Using a custom VirtualPathProvider can cause OutOfMemoryExceptions

Virtual path providers are awesome - you can serve a site from a .zip file, perform XSLT transformations to generate .aspx files as the compiler reads them, and do all sorts of unusual things. However, using them can make the StaticFileHandler buffer entire downloads in memory before sending the data to the client. (StaticFileHandler is used instead of an IIS callback (ExecuteUrl) if HTTP headers or cache policy has been modified during the pipeline).

History

About a year ago, I was in the process of designing and coding a CMS. My ultimate goal was to design a simple, file-based system that still had the full power and flexibility of a database-based CMS. One of the features I implemented was to make file downloads simple through a "?download=true" suffix on any file on the site. I did this by overriding DefaultHttpHander, and adding the following code within the BeginProccessRequest method.
if (context.Request.QueryString["download"] != null)
{
    if (!context.Request.QueryString["download"].Equals("false", StringComparison.OrdinalIgnoreCase))
    {
        //yrl is a custom virtual path class. yrl.Current is the currently executing path, and
        //yrl.Current.Name returns just the filename (no path or querystring) of the current file. Ex. "TestProject.zip"

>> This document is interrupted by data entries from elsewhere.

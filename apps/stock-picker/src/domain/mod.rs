//! Domain Layer - Form state and date range rules.
//!
//! Pure types and functions with no I/O or timers.

/// Date range bucketing and validation.
pub mod period;

/// Held selection and input change events.
pub mod selection;

pub use period::{RangeCheck, bucket_days, bucket_range, days_between, validate_range};
pub use selection::{ChangeError, Field, FieldChange, QuerySelection, parse_date, split_change_line};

        //Content-disposition:attachement is the only really good way to force browsers to show the
        // "Open or Save" dialog box for a link. Setting the mime type to octet-stream doesn't always work for IE,
        //and can cause problems. This is the "correct" way to do it.
        context.Response.AppendHeader("Content-disposition", "attachment; filename=\"" + yrl.Current.Name + "\"");

        //Allow caching of this file at the server, proxy, and client. (An F5 will re-request, of course).
        context.Response.Cache.SetCacheability(HttpCacheability.NoCache);
        context.Response.Cache.SetCacheability(HttpCacheability.Public);
    }
}

//Default handler. IIS6 (ExecuteUrl) or StaticFileHandler, depending upon response.CanExecuteUrlForEntireResponse

//If AppendHeader has been used, StaticFileHandler will be invoked within the base class method, instead of passing the request to IIS6. If you are running under Cassini(Visual Studio) or IIS5.1(XP), StaticFileHandler is always used.
return base.BeginProcessRequest(context, callback, state);
It worked great, and I was happy. I wanted to avoid a download.aspx page, since that circumvents the URL authorization system, and would force me to write and maintain a duplicate security system. By putting the command in the querystring, the request still has to go through the pipeline and meet all of the authentication and authorization checks. A month or so later, I decided to implement a XSLT translation layer (using a VirtualPathProvider) to allow .aspx files to be generated (on request, not to disk) from .xml files. It was a useful system, and allowed us to create a simplified XML syntax that didn't have all the redundant data we were needing in the .aspx files. I have to admit the VirtualPathProvider fallthrough system really threw me for a loop. I expected to inherit from MapPathBasedVirtualPathProvider, and override the methods I needed. However, MapPathBasedVirtualPathProvider was marked internal. The base class VirtualPathProvider actually has its own fall-through system built-in. If the subclass hasn't handled the GetFile request, then the base class will look up the next provider in the chain and send the request along. The XSTLVirtualPathProvider didn't change any behavior for normal files, but on files ending in ".xml.aspx", an XSLTVirtualFile instance was returned instead of the normal MapPathBasedVirtualFile instance. The XSLTVirtualFile.Open() method would read the XSLT stylesheet tag from the file, transform the document, and return the result. It worked great - but a few weeks later I started getting e-mails from the monitoring system. OutOfMemoryExceptions were happening all over the place, particularly when users were downloading large MP3s. I was a bit surprised - after profiling the memory use under controlled conditions, I discovered that the entire file was getting read into memory (separately) for each client request!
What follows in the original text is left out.